Saved data entries:
*-*-*

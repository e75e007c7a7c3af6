//! Catmull-Clark subdivision rules.
//!
//! The functions here are the point formulas themselves, free of any graph.
//! [`points`] applies them to components of a [`ControlNetGraph`] with saved
//! results, and [`refine`] builds the next level of a graph.
//!
//! [`ControlNetGraph`]: crate::graph::ControlNetGraph

pub mod points;
pub mod refine;

pub use refine::{EdgeChildren, FaceChildren, RefinementMap};

use glam::DVec3;

/// Face point: mean of the corners
pub fn face_point(corners: &[DVec3]) -> DVec3 {
    corners.iter().sum::<DVec3>() / corners.len() as f64
}

/// Crease edge point: midpoint of the ends
pub fn crease_edge_point(a: DVec3, b: DVec3) -> DVec3 {
    0.5 * (a + b)
}

/// Smooth edge point.
///
/// `weight_a` is the share of `a` in the vertex half of the mask: the
/// sector coefficient when `a` is the tagged end, `1 - w` when `b` is, and
/// 1/2 otherwise.
pub fn smooth_edge_point(a: DVec3, b: DVec3, weight_a: f64, f0: DVec3, f1: DVec3) -> DVec3 {
    0.5 * (weight_a * a + (1.0 - weight_a) * b) + 0.25 * (f0 + f1)
}

/// `(1-s)·smooth + s·sharp`
pub fn sharp_blend(smooth: DVec3, sharp: DVec3, s: f64) -> DVec3 {
    if s <= 0.0 {
        smooth
    } else if s >= 1.0 {
        sharp
    } else {
        (1.0 - s) * smooth + s * sharp
    }
}

/// Vertex point of a smooth or dart vertex with arbitrary faces.
///
/// `neighbors` are the far ends of the `n` incident edges and `face_points`
/// the face points of the `n` incident faces.
pub fn smooth_vertex_point(p: DVec3, neighbors: &[DVec3], face_points: &[DVec3]) -> DVec3 {
    let n = neighbors.len() as f64;
    let edge_sum: DVec3 = neighbors.iter().sum();
    let face_sum: DVec3 = face_points.iter().sum();
    (n - 2.0) / n * p + (edge_sum + face_sum) / (n * n)
}

/// Vertex point of a smooth or dart vertex whose faces are all quads.
///
/// `diagonals` are the corners opposite the vertex in each quad.
pub fn quad_vertex_point(p: DVec3, neighbors: &[DVec3], diagonals: &[DVec3]) -> DVec3 {
    let n = neighbors.len() as f64;
    let edge_mean = neighbors.iter().sum::<DVec3>() / n;
    let diagonal_mean = diagonals.iter().sum::<DVec3>() / diagonals.len() as f64;
    (n - 1.75) / n * p + 1.5 / n * edge_mean + 0.25 / n * diagonal_mean
}

/// Vertex point on a crease: `(6P + A0 + A1)/8`
pub fn crease_vertex_point(p: DVec3, a0: DVec3, a1: DVec3) -> DVec3 {
    (6.0 * p + a0 + a1) / 8.0
}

*-*-*

TASK DESCRIPTION »
Scan the entries above and return each line that holds "diagonals".

ANSWER TO THIS PROBLEM »
/// `diagonals` are the corners opposite the vertex in each quad.
pub fn quad_vertex_point(p: DVec3, neighbors: &[DVec3], diagonals: &[DVec3]) -> DVec3 {
    let diagonal_mean = diagonals.iter().sum::<DVec3>() / diagonals.len() as f64;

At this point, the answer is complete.